3 or more hosts for managers. When planning Docker Swarm HA cluster for production need to take in account resiliency of master nodes. Swarm uses Raft consensus protocol, which is similar to etcd used in Kubernetes. Swarm cluster can keep full functionality only if more than half of all manager nodes still available. Therefore, if we can tolerate loss of 1 manager node, then we are required to have 3 managers. If we are okay with losing 2 manager nodes, we must have 5 of them in total. And so on.
Private networking between all manager and worker nodes. It is not a strict requirement. Newer versions of Swarm use SSL encryption for control plane communication. However, it will send data traffic between containers unencrypted. It is possible to configure encryption on data plane as well, but this needs additional setup. For this example we will use Digital Ocean private networking, which lets us keep data plane unencrypted.
Access from Internet to access example application. And Internet access on all nodes for installation process and access to Docker resources.
For this example I will launch 5 nodes. 3 for managers will be named manager1, manager2 and manager3. 2 for workers where our application will be running. Worker nodes will be named worker1 and worker2. All nodes will have public IP address as all DO hosts come with public IP, but also will have private networking enabled to allow communication between nodes. This will result in each node having 2 interfaces eth0 for public access and eth1 for private network. Depending on your environment you may only have one interface with private IP address. This is what happens on AWS, for example.
NOTE: For production cluster you should also take care of security. For public access you ideally should only open ports on which your application will be accessed by legitimate users. Also it is best not to have public access to your manager nodes at all. You can configure VPN or some other secure approach to access them. For internal communication here is the comprehensive list of ports and protocols used.
Prepare all nodes
NOTE: This part should be done on all nodes of your cluster. Preparation step is very simple and anyone who works with Docker is very familiar with this process. All we need is to install latest Docker. This step simply follows official Docker documentation.

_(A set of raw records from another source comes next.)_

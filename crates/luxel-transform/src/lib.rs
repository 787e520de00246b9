//! Block transforms and predictors
//!
//! Frequency-domain pieces of the VarDCT path (8x8 DCT, zigzag scan,
//! quantization matrices) and the spatial pieces of the modular path
//! (MED predictor, DC prediction, Haar squeeze).

pub mod dct;
pub mod predict;
pub mod quant;
pub mod squeeze;
pub mod zigzag;

pub use dct::{extract_block, forward_dct_8x8, inverse_dct_8x8, place_block};
pub use predict::{med_reconstruct, med_residuals, predict_dc};
pub use quant::{
    adaptive_scale, block_variance, dequantize_block, quantize_block, roi_factor, QuantMatrix,
    ADAPTIVE_QUANT_CALIBRATION,
};
pub use squeeze::{
    squeeze_horizontal, squeeze_vertical, unsqueeze_horizontal, unsqueeze_vertical,
};
pub use zigzag::{scan_block, unscan_block, ZIGZAG_8X8};
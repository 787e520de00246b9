//! ISOBMFF container wrapper
//!
//! The bare codestream never uses this: callers wanting metadata boxes
//! wrap the codestream themselves through [`Container`]. Box framing is a
//! big-endian u32 size followed by a four-byte type; `Exif`, `xml ` and
//! `colr` payloads pass through verbatim.

use byteorder::{BigEndian, ByteOrder};
use luxel_core::{Error, Result};

/// Container signature box: size 12, type `JXL `, corruption check bytes.
pub const CONTAINER_SIGNATURE: [u8; 12] = [
    0x00, 0x00, 0x00, 0x0C, // box size = 12
    0x4A, 0x58, 0x4C, 0x20, // "JXL "
    0x0D, 0x0A, 0x87, 0x0A, // CR LF 0x87 LF
];

/// Brand written into the file type box
pub const BRAND_JXL: [u8; 4] = *b"jxl ";

/// Box types the wrapper understands
#[derive(Debug, Clone, Copy, PartialEq, Eq)]
pub enum BoxType {
    /// File type box (`ftyp`)
    FileType,
    /// Codestream box (`jxlc`)
    Codestream,
    /// EXIF metadata, verbatim
    Exif,
    /// XML/XMP metadata, verbatim
    Xml,
    /// ICC profile, verbatim
    Colr,
    Unknown([u8; 4]),
}

impl BoxType {
    pub fn from_fourcc(fourcc: &[u8; 4]) -> Self {
        match fourcc {
            b"ftyp" => BoxType::FileType,
            b"jxlc" => BoxType::Codestream,
            b"Exif" => BoxType::Exif,
            b"xml " => BoxType::Xml,
            b"colr" => BoxType::Colr,
            _ => BoxType::Unknown(*fourcc),
        }
    }

    pub fn to_fourcc(self) -> [u8; 4] {
        match self {
            BoxType::FileType => *b"ftyp",
            BoxType::Codestream => *b"jxlc",
            BoxType::Exif => *b"Exif",
            BoxType::Xml => *b"xml ",
            BoxType::Colr => *b"colr",
            BoxType::Unknown(fourcc) => fourcc,
        }
    }
}

/// One box: type plus payload
#[derive(Debug, Clone, PartialEq)]
pub struct ContainerBox {
    pub box_type: BoxType,
    pub data: Vec<u8>,
}

impl ContainerBox {
    pub fn new(box_type: BoxType, data: Vec<u8>) -> Self {
        Self { box_type, data }
    }

    fn file_type() -> Self {
        let mut data = Vec::with_capacity(12);
        data.extend_from_slice(&BRAND_JXL);
        data.extend_from_slice(&0u32.to_be_bytes()); // minor version
        data.extend_from_slice(&BRAND_JXL); // compatible brand
        Self::new(BoxType::FileType, data)
    }

    fn write(&self, out: &mut Vec<u8>) {
        let size = 8 + self.data.len() as u32;
        let mut header = [0u8; 4];
        BigEndian::write_u32(&mut header, size);
        out.extend_from_slice(&header);
        out.extend_from_slice(&self.box_type.to_fourcc());
        out.extend_from_slice(&self.data);
    }

    fn read(input: &[u8]) -> Result<(Self, usize)> {
        if input.len() < 8 {
            return Err(Error::DecodeFailed("truncated box header".to_string()));
        }
        let size = BigEndian::read_u32(&input[..4]) as usize;
        if size < 8 || size > input.len() {
            return Err(Error::DecodeFailed(format!("box size {} out of range", size)));
        }
        let mut fourcc = [0u8; 4];
        fourcc.copy_from_slice(&input[4..8]);
        Ok((
            Self {
                box_type: BoxType::from_fourcc(&fourcc),
                data: input[8..size].to_vec(),
            },
            size,
        ))
    }
}

/// An ISOBMFF container wrapping one codestream plus optional metadata
#[derive(Debug, Clone, Default, PartialEq)]
pub struct Container {
    pub boxes: Vec<ContainerBox>,
}

impl Container {
    /// Standard layout: file type box, then the codestream box.
    pub fn wrap(codestream: Vec<u8>) -> Self {
        Self {
            boxes: vec![
                ContainerBox::file_type(),
                ContainerBox::new(BoxType::Codestream, codestream),
            ],
        }
    }

    /// Attach verbatim metadata (EXIF, XMP or ICC) as a passthrough box.
    pub fn with_metadata(mut self, box_type: BoxType, data: Vec<u8>) -> Self {
        self.boxes.push(ContainerBox::new(box_type, data));
        self
    }

    pub fn to_bytes(&self) -> Vec<u8> {
        let mut out = Vec::new();
        out.extend_from_slice(&CONTAINER_SIGNATURE);
        for container_box in &self.boxes {
            container_box.write(&mut out);
        }
        out
    }

    pub fn from_bytes(input: &[u8]) -> Result<Self> {
        if input.len() < CONTAINER_SIGNATURE.len()
            || input[..CONTAINER_SIGNATURE.len()] != CONTAINER_SIGNATURE
        {
            return Err(Error::DecodeFailed("missing container signature".to_string()));
        }
        let mut offset = CONTAINER_SIGNATURE.len();
        let mut boxes = Vec::new();
        while offset < input.len() {
            let (container_box, consumed) = ContainerBox::read(&input[offset..])?;
            boxes.push(container_box);
            offset += consumed;
        }
        Ok(Self { boxes })
    }

    /// Concatenated codestream payload.
    pub fn codestream(&self) -> Result<Vec<u8>> {
        let mut codestream = Vec::new();
        for container_box in &self.boxes {
            if container_box.box_type == BoxType::Codestream {
                codestream.extend_from_slice(&container_box.data);
            }
        }
        if codestream.is_empty() {
            return Err(Error::DecodeFailed("container holds no codestream".to_string()));
        }
        Ok(codestream)
    }
}
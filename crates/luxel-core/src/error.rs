//! Error types for encoding and round-trip decoding

use thiserror::Error;

/// Result type used throughout the workspace
pub type Result<T> = std::result::Result<T, Error>;

/// Errors surfaced by the encoder and the round-trip decoder.
///
/// Recoverable problems are always reported through `Result`; there is no
/// in-band error signaling inside the bitstream. Frame encoding aborts on
/// the first fatal error and discards partial output.
#[derive(Error, Debug)]
pub enum Error {
    /// The caller handed us a frame or options we cannot encode:
    /// zero dimensions, mismatched plane lengths, out-of-range option
    /// values, malformed overlays.
    #[error("invalid input: {0}")]
    InvalidInput(String),

    /// The pipeline itself failed: entropy coder overflow, the configured
    /// output-size cap was exceeded, or an internal numeric failure.
    #[error("encoding failed: {0}")]
    EncodingFailed(String),

    /// The requested feature is not implemented by the chosen path.
    #[error("not supported: {0}")]
    NotSupported(String),

    /// Round-trip decoding failed: bad signature, truncated stream, or a
    /// header field outside its legal range.
    #[error("decode failed: {0}")]
    DecodeFailed(String),
}

impl Error {
    /// Shorthand for an `InvalidInput` with a formatted reason.
    pub fn invalid(reason: impl Into<String>) -> Self {
        Error::InvalidInput(reason.into())
    }
}
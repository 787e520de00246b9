//! Whole-pipeline benchmarks over a synthetic photographic frame

use criterion::{black_box, criterion_group, criterion_main, Criterion};
use luxel::{encode, ColorChannels, Decoder, EncodingOptions, ImageFrame, PixelType, Plane};

fn test_frame(size: u32) -> ImageFrame {
    let mut frame = ImageFrame::new(size, size, ColorChannels::Rgb, PixelType::U8).unwrap();
    for c in 0..3 {
        if let Plane::U8(data) = frame.buffer.plane_mut(c).unwrap() {
            for y in 0..size as usize {
                for x in 0..size as usize {
                    let wave = ((x as f32 * 0.2).sin() + (y as f32 * 0.13).cos()) * 60.0;
                    data[y * size as usize + x] =
                        (128.0 + wave + (c * 20) as f32).clamp(0.0, 255.0) as u8;
                }
            }
        }
    }
    frame
}

fn bench_encode(c: &mut Criterion) {
    let frame = test_frame(128);

    c.bench_function("encode_lossless_128", |b| {
        b.iter(|| black_box(encode(&frame, &EncodingOptions::lossless()).unwrap()))
    });

    c.bench_function("encode_lossy_q90_128", |b| {
        b.iter(|| black_box(encode(&frame, &EncodingOptions::lossy(90.0)).unwrap()))
    });
}

fn bench_roundtrip(c: &mut Criterion) {
    let frame = test_frame(128);
    let encoded = encode(&frame, &EncodingOptions::lossy(90.0)).unwrap();
    let decoder = Decoder::new();

    c.bench_function("decode_lossy_q90_128", |b| {
        b.iter(|| black_box(decoder.decode(&encoded.data).unwrap()))
    });
}

criterion_group!(benches, bench_encode, bench_roundtrip);
criterion_main!(benches);
// HTTP Digest access authentication, as required by the myenergi director and
// API servers.  The challenge parsing and hashing is done by `digest_auth`.

use ::digest_auth::AuthContext;

use crate::error::Error;

/// True if a `WWW-Authenticate` value is a digest challenge.
pub fn is_digest(challenge: &str) -> bool {
    challenge
        .trim_start()
        .get(..6)
        .is_some_and(|scheme| scheme.eq_ignore_ascii_case("digest"))
}

/// Value of the `Authorization` header answering `challenge` for a GET of
/// `uri` (path and query).
pub fn authorization(
    challenge: &str,
    user_name: &str,
    password: &str,
    uri: &str,
) -> Result<String, Error> {
    answer(challenge, &AuthContext::new(user_name, password, uri))
}

fn answer(challenge: &str, context: &AuthContext) -> Result<String, Error> {
    let bad_challenge = |e: ::digest_auth::Error| {
        Error::EndpointUnavailable(format!("Cannot answer digest challenge {}: {}", challenge, e))
    };
    let mut prompt = ::digest_auth::parse(challenge).map_err(bad_challenge)?;
    let answer = prompt.respond(context).map_err(bad_challenge)?;
    Ok(answer.to_header_string())
}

First, install required dependencies:
$ sudo yum install -y yum-utils device-mapper-persistent-data lvm2
Second, add Docker repository:
$ sudo yum-config-manager --add-repo https://download.docker.com/linux/centos/docker-ce.repo
Install Docker CE:
$ sudo yum install -y docker-ce
Enable Docker start on boot and start daemon:
$ sudo systemctl enable docker $ sudo systemctl start docker
Initialize first cluster manager
NOTE: This part should be done only on one of designated manager nodes. In this example I do this on manager1. Initialize Docker Swarm cluster. Note –advertise-addr and –data-path-addr both set to eth1. This is to make sure that all communication goes through private network only:
$ sudo docker swarm init --advertise-addr=eth1 --data-path-addr=eth1
If cluster was initialized successfully you will see output similar to this:
Swarm initialized: current node (ppp9aa6itx4r3e4u4rsbb6u7g) is now a manager.

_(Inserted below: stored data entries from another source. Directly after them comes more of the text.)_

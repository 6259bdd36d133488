use std::fmt::{self, Formatter};

use jiff::{civil::Time, tz::TimeZone, RoundMode, Timestamp, TimestampRound, Unit, Zoned};
use log::warn;

use crate::error::Error;
use crate::interval::{month::Month, IntervalTzLike};

/// A calendar month in a given timezone, from local midnight on the first day
/// to local midnight on the first day of the next month.
#[derive(PartialEq, Debug, Clone, Eq, PartialOrd, Ord, Hash)]
pub struct MonthTz {
    start: Zoned,
    end: Zoned,
    period: Period,
}

/// The absolute boundaries of a local month, and the hourly samples that
/// cover it.
///
/// The API serves samples for whole UTC hours.  A sample belongs to the
/// month in which its hour begins, so for a zone with a sub-hour offset
/// (e.g. Asia/Kolkata, local midnight at `18:30Z`) the request starts at the
/// first whole UTC hour after local midnight.  The requests of consecutive
/// months never overlap and leave no hour out.
#[derive(Debug, Clone, Copy, PartialEq, Eq, PartialOrd, Ord, Hash)]
pub struct Period {
    pub start_utc: Timestamp,
    pub end_utc: Timestamp,
    request_start: Timestamp,
    request_end: Timestamp,
}

/// Start instant and hour count of a local calendar month.
///
/// The number of hours is 24 times the number of days, minus one for a month
/// with a spring forward transition and plus one for a month with a fall back
/// transition.
pub fn compute_period(year: i64, month: i64, tz: &str) -> Result<Period, Error> {
    let tz = TimeZone::get(tz).map_err(|source| Error::InvalidTimezone {
        name: tz.to_string(),
        source,
    })?;
    let month = Month::new(year, month)?;
    Ok(MonthTz::new(month, &tz)?.period())
}

/// Local midnight on the first day of the month.  A midnight that falls into
/// a DST gap resolves to the first valid instant after it.
fn local_midnight(month: Month, tz: &TimeZone) -> Result<Zoned, Error> {
    month
        .start_date()?
        .to_datetime(Time::midnight())
        .to_zoned(tz.clone())
        .map_err(|_| invalid_period(month))
}

fn invalid_period(month: Month) -> Error {
    Error::InvalidPeriod {
        year: month.year().into(),
        month: month.month().into(),
    }
}

/// The first whole UTC hour at or after `ts`.
fn ceil_hour(ts: Timestamp) -> Result<Timestamp, jiff::Error> {
    ts.round(
        TimestampRound::new()
            .smallest(Unit::Hour)
            .mode(RoundMode::Ceil),
    )
}

impl MonthTz {
    /// Fails with `InvalidPeriod` if the month or the one after it are
    /// outside the supported range, e.g. 9999-12.
    pub fn new(month: Month, tz: &TimeZone) -> Result<MonthTz, Error> {
        let start = local_midnight(month, tz)?;
        let end = local_midnight(month.next(), tz)?;
        let period = Period::new(start.timestamp(), end.timestamp())
            .map_err(|_| invalid_period(month))?;
        Ok(MonthTz { start, end, period })
    }

    pub fn month(&self) -> Month {
        Month::containing(self.start.date())
    }

    pub fn time_zone(&self) -> &TimeZone {
        self.start.time_zone()
    }

    pub fn next(&self) -> Result<MonthTz, Error> {
        MonthTz::new(self.month().next(), self.time_zone())
    }

    pub fn period(&self) -> Period {
        self.period
    }
}

impl IntervalTzLike for MonthTz {
    fn start(&self) -> Zoned {
        self.start.clone()
    }
    fn end(&self) -> Zoned {
        self.end.clone()
    }
}

impl fmt::Display for MonthTz {
    fn fmt(&self, f: &mut Formatter<'_>) -> fmt::Result {
        let out = format!(
            "[{}, {})",
            self.start.strftime("%Y-%m-%dT%H:%M:%S%:z"),
            self.end.strftime("%Y-%m-%dT%H:%M:%S%:z")
        );
        f.write_str(&out)
    }
}

impl Period {
    fn new(start_utc: Timestamp, end_utc: Timestamp) -> Result<Period, jiff::Error> {
        let period = Period {
            start_utc,
            end_utc,
            request_start: ceil_hour(start_utc)?,
            request_end: ceil_hour(end_utc)?,
        };
        if period.request_start != start_utc || period.request_end != end_utc {
            warn!(
                "Period [{}, {}) is not on whole UTC hours, requesting the hours beginning in [{}, {})",
                start_utc, end_utc, period.request_start, period.request_end
            );
        }
        Ok(period)
    }

    /// Elapsed hours between the two boundaries.  Fractional only for zones
    /// whose DST shift is not a whole hour.
    pub fn hour_count(&self) -> f64 {
        self.end_utc.duration_since(self.start_utc).as_secs_f64() / 3600.0
    }

    /// UTC hour of the first sample to request.
    pub fn request_start(&self) -> Timestamp {
        self.request_start
    }

    /// Number of hourly samples to request: the UTC hours that begin within
    /// the period.  Differs from `hour_count` only for zones with sub-hour
    /// offsets or DST shifts.
    pub fn sample_count(&self) -> u32 {
        let hours = self.request_end.duration_since(self.request_start).as_hours();
        u32::try_from(hours).unwrap_or(0)
    }
}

To add a worker to this swarm, run the following command:
docker swarm join --token SWMTKN-1-05r99dbfwrvg4ic31783gk9o24sq9hkkdt4ruoaybmpzs3dtor-a9ujgk4iy3f86bs7xecysta2n 10.136.166.159:2377 To add a manager to this swarm, run 'docker swarm join-token manager' and follow the instructions.

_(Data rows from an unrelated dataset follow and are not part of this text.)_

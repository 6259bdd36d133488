use std::fmt;
use std::str::FromStr;

use crate::error::Error;

/// The kind of controller behind a device id, given by its one-letter prefix.
#[derive(Debug, Clone, Copy, PartialEq, Eq, Hash)]
pub enum DeviceClass {
    /// Heating diverter, `E` prefix
    Eddi,
    /// EV charger, `Z` prefix
    Zappi,
}

impl DeviceClass {
    pub fn prefix(&self) -> char {
        match self {
            DeviceClass::Eddi => 'E',
            DeviceClass::Zappi => 'Z',
        }
    }

    /// Whether generation and the values derived from it are reported.  An
    /// Eddi always reports them.  A Zappi only does on an installation with
    /// solar, i.e. when it has measured generation at some point.
    pub fn reports_generation(&self, generation_measured: bool) -> bool {
        match self {
            DeviceClass::Eddi => true,
            DeviceClass::Zappi => generation_measured,
        }
    }

    /// Label of the diverted energy column.
    pub fn diverted_label(&self) -> &'static str {
        match self {
            DeviceClass::Eddi => "Eddi",
            DeviceClass::Zappi => "BEV",
        }
    }
}

impl fmt::Display for DeviceClass {
    fn fmt(&self, f: &mut fmt::Formatter) -> fmt::Result {
        match self {
            DeviceClass::Eddi => write!(f, "Eddi"),
            DeviceClass::Zappi => write!(f, "Zappi"),
        }
    }
}

/// A device id as used in the API urls, e.g. `Z12345678`.
#[derive(Debug, Clone, PartialEq, Eq, Hash)]
pub struct DeviceId {
    class: DeviceClass,
    serial: String,
}

impl DeviceId {
    pub fn class(&self) -> DeviceClass {
        self.class
    }

    pub fn serial(&self) -> &str {
        &self.serial
    }

    /// Keys under which the hourly records may come back.  The servers answer
    /// with a `U` prefix instead of the device class letter.
    pub fn response_keys(&self) -> [String; 2] {
        [format!("U{}", self.serial), self.to_string()]
    }
}

impl fmt::Display for DeviceId {
    fn fmt(&self, f: &mut fmt::Formatter) -> fmt::Result {
        write!(f, "{}{}", self.class.prefix(), self.serial)
    }
}

impl FromStr for DeviceId {
    type Err = Error;

    fn from_str(s: &str) -> Result<Self, Self::Err> {
        let s = s.trim();
        let mut chars = s.chars();
        let class = match chars.next() {
            Some('E') => DeviceClass::Eddi,
            Some('Z') => DeviceClass::Zappi,
            _ => return Err(Error::UnknownDeviceClass(s.to_string())),
        };
        let serial = chars.as_str();
        if serial.is_empty() || !serial.chars().all(|c| c.is_ascii_alphanumeric()) {
            return Err(Error::Config(format!("Invalid serial number in device id {}", s)));
        }
        Ok(DeviceId {
            class,
            serial: serial.to_string(),
        })
    }
}

#[cfg(test)]
mod tests {
    use super::*;

    #[test]
    fn parse_device_id() {
        let id = "Z12345678".parse::<DeviceId>().unwrap();
        assert_eq!(id.class(), DeviceClass::Zappi);
        assert_eq!(id.serial(), "12345678");
        assert_eq!(id.to_string(), "Z12345678");
        assert_eq!(id.response_keys(), ["U12345678".to_string(), "Z12345678".to_string()]);

        let id = "E1000".parse::<DeviceId>().unwrap();
        assert_eq!(id.class(), DeviceClass::Eddi);
        assert_eq!(id.class().diverted_label(), "Eddi");
    }

    #[test]
    fn reject_unknown_prefix() {
        assert!(matches!(
            "H12345678".parse::<DeviceId>(),
            Err(Error::UnknownDeviceClass(_))
        ));
        assert!(matches!("".parse::<DeviceId>(), Err(Error::UnknownDeviceClass(_))));
        assert!(matches!("Z".parse::<DeviceId>(), Err(Error::Config(_))));
        assert!(matches!("Z12-34".parse::<DeviceId>(), Err(Error::Config(_))));
    }
}
use thiserror::Error;

#[derive(Error, Debug)]
pub enum Error {
    #[error("invalid timezone {name}: {source}")]
    InvalidTimezone {
        name: String,
        #[source]
        source: jiff::Error,
    },

    #[error("invalid period {year}-{month:02}")]
    InvalidPeriod { year: i64, month: i64 },

    #[error("malformed sample {year}-{month:02}-{day:02} {hour:02}h: {reason}")]
    MalformedSample {
        year: i64,
        month: i64,
        day: i64,
        hour: i64,
        reason: String,
    },

    #[error("unknown device class in id {0:?}, expected an E (Eddi) or Z (Zappi) prefix")]
    UnknownDeviceClass(String),

    #[error("configuration error: {0}")]
    Config(String),

    #[error("authentication failed for {url} (HTTP {status})")]
    AuthenticationFailure { url: String, status: u16 },

    #[error("endpoint unavailable: {0}")]
    EndpointUnavailable(String),

    #[error("wanted {requested} hourly data points, but got {received}")]
    ShortFetch { requested: u32, received: usize },

    #[error(transparent)]
    Http(#[from] reqwest::Error),

    #[error(transparent)]
    Json(#[from] serde_json::Error),

    #[error(transparent)]
    Csv(#[from] csv::Error),

    #[error(transparent)]
    Io(#[from] std::io::Error),
}

impl Error {
    /// Configuration errors abort the run before any network activity.
    pub fn is_fatal(&self) -> bool {
        matches!(
            self,
            Error::InvalidTimezone { .. } | Error::UnknownDeviceClass(_) | Error::Config(_)
        )
    }
}

pub type Result<T> = std::result::Result<T, Error>;
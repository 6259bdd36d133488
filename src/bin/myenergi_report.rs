use std::{error::Error, path::Path, path::PathBuf};

use clap::Parser;
use jiff::Zoned;
use log::{error, info};
use myenergi_report::{
    config::Config, interval::month::Month, myenergi::client::MyenergiClient,
    report::HourlyReport,
};

#[derive(Parser, Debug)]
#[command(version, about = "Retrieve hourly Zappi/Eddi data from the myenergi servers", long_about = None)]
struct Args {
    /// Environment name, e.g., test, prod
    #[arg(short, long, default_value = "prod")]
    env: String,

    /// Month to retrieve, e.g. 2024-03.  Can be repeated.
    #[arg(short, long)]
    month: Vec<Month>,

    /// First month of a range, e.g. 2023-11
    #[arg(long, requires = "to")]
    from: Option<Month>,

    /// Last month of a range, inclusive
    #[arg(long, requires = "from")]
    to: Option<Month>,

    /// Output CSV file
    #[arg(short, long, default_value = "MyEnergi_Data.csv")]
    output: PathBuf,

    /// More debug messages
    #[arg(short, long)]
    verbose: bool,
}

/// Months asked for on the command line, in chronological order.  Defaults to
/// the current month in the reporting timezone.
fn selected_months(args: &Args, config: &Config) -> Result<Vec<Month>, Box<dyn Error>> {
    let mut months = args.month.clone();
    if let (Some(from), Some(to)) = (args.from, args.to) {
        if from > to {
            return Err(format!("--from {} is after --to {}", from, to).into());
        }
        months.extend(from.up_to(to));
    }
    if months.is_empty() {
        let today = Zoned::now().with_time_zone(config.timezone.clone()).date();
        months.push(Month::containing(today));
    }
    months.sort();
    months.dedup();
    Ok(months)
}

fn main() -> Result<(), Box<dyn Error>> {
    let args = Args::parse();

    env_logger::builder()
        .filter_level(if args.verbose {
            log::LevelFilter::Debug
        } else {
            log::LevelFilter::Info
        })
        .init();

    dotenvy::from_path(Path::new(format!(".env/{}.env", args.env).as_str()))?;
    let config = Config::from_env()?;
    info!("Serial number: {}", config.credentials.user_name);
    info!("API key: {} chars", config.credentials.password.len());
    info!("Device id: {} ({})", config.device, config.device.class());
    info!("Timezone: {}", config.timezone_name());

    let months = selected_months(&args, &config)?;
    info!(
        "Months: {}",
        months.iter().map(|m| m.to_string()).collect::<Vec<_>>().join(", ")
    );

    let client = MyenergiClient::connect(&config)?;
    let mut report = HourlyReport::new(config.device.clone());
    report.collect(&client, &months, &config.timezone)?;

    report.write_csv(&args.output, config.decimal_separator)?;
    println!("{}", report.summary_table());
    if !report.failed().is_empty() {
        error!("Failed to retrieve months: {}", report.failed_months());
    }

    Ok(())
}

You can also verify status by listing all current nodes and their status:
$ sudo docker node ls
The output at this stage will similar to below:
ID HOSTNAME STATUS AVAILABILITY MANAGER STATUS ENGINE VERSION ppp9aa6itx4r3e4u4rsbb6u7g * manager1 Ready Active Leader 18.09.0
Add more manager nodes NOTE: This part should be done only on remaining manager nodes. In this example it is manager2 and manager3. Additionally in case of DigitalOcean, AWS or other cloud providers we should launch manager nodes in separate data centers to achieve actual High Availability setup. First, display shell command for joining new managers to cluster:
manager1$ sudo docker swarm join-token manager
The output will be:
To add a manager to this swarm, run the following command: docker swarm join --token SWMTKN-1-05r99dbfwrvg4ic31783gk9o24sq9hkkdt4ruoaybmpzs3dtor-304rmelcpj5k46baa59einuv8 10.136.166.159:2377
On remaining manager nodes use modified version of this command. Just add same arguments as we did on first node –advertise-addr=eth1 –data-path-addr=eth1:
$ sudo docker swarm join --advertise-addr=eth1 --data-path-addr=eth1 --token SWMTKN-1-05r99dbfwrvg4ic31783gk9o24sq9hkkdt4ruoaybmpzs3dtor-304rmelcpj5k46baa59einuv8 10.136.166.159:2377
The output will be rather simple:
This node joined a swarm as a manager.
Now, verify current cluster status:
$ sudo docker node ls
The output should be similar to this:
ID HOSTNAME STATUS AVAILABILITY MANAGER STATUS ENGINE VERSION ppp9aa6itx4r3e4u4rsbb6u7g manager1 Ready Active Leader 18.09.0 xskfh4of12jogw29jklawcy2b manager2 Ready Active Reachable 18.09.0 f81xxoyhwbh745nurw2nur570 * manager3 Ready Active Reachable 18.09.0
We have our Docker Swarm HA cluster up and running!
It already works, but if you were to launch a stack on this cluster it would have to run on managers. And if you recall the security note above, it is not a good idea. In production it will be bad design to allow production application run on manager nodes. We should isolate them if possible and only run management related things on manager nodes as well as not send any production traffic through them.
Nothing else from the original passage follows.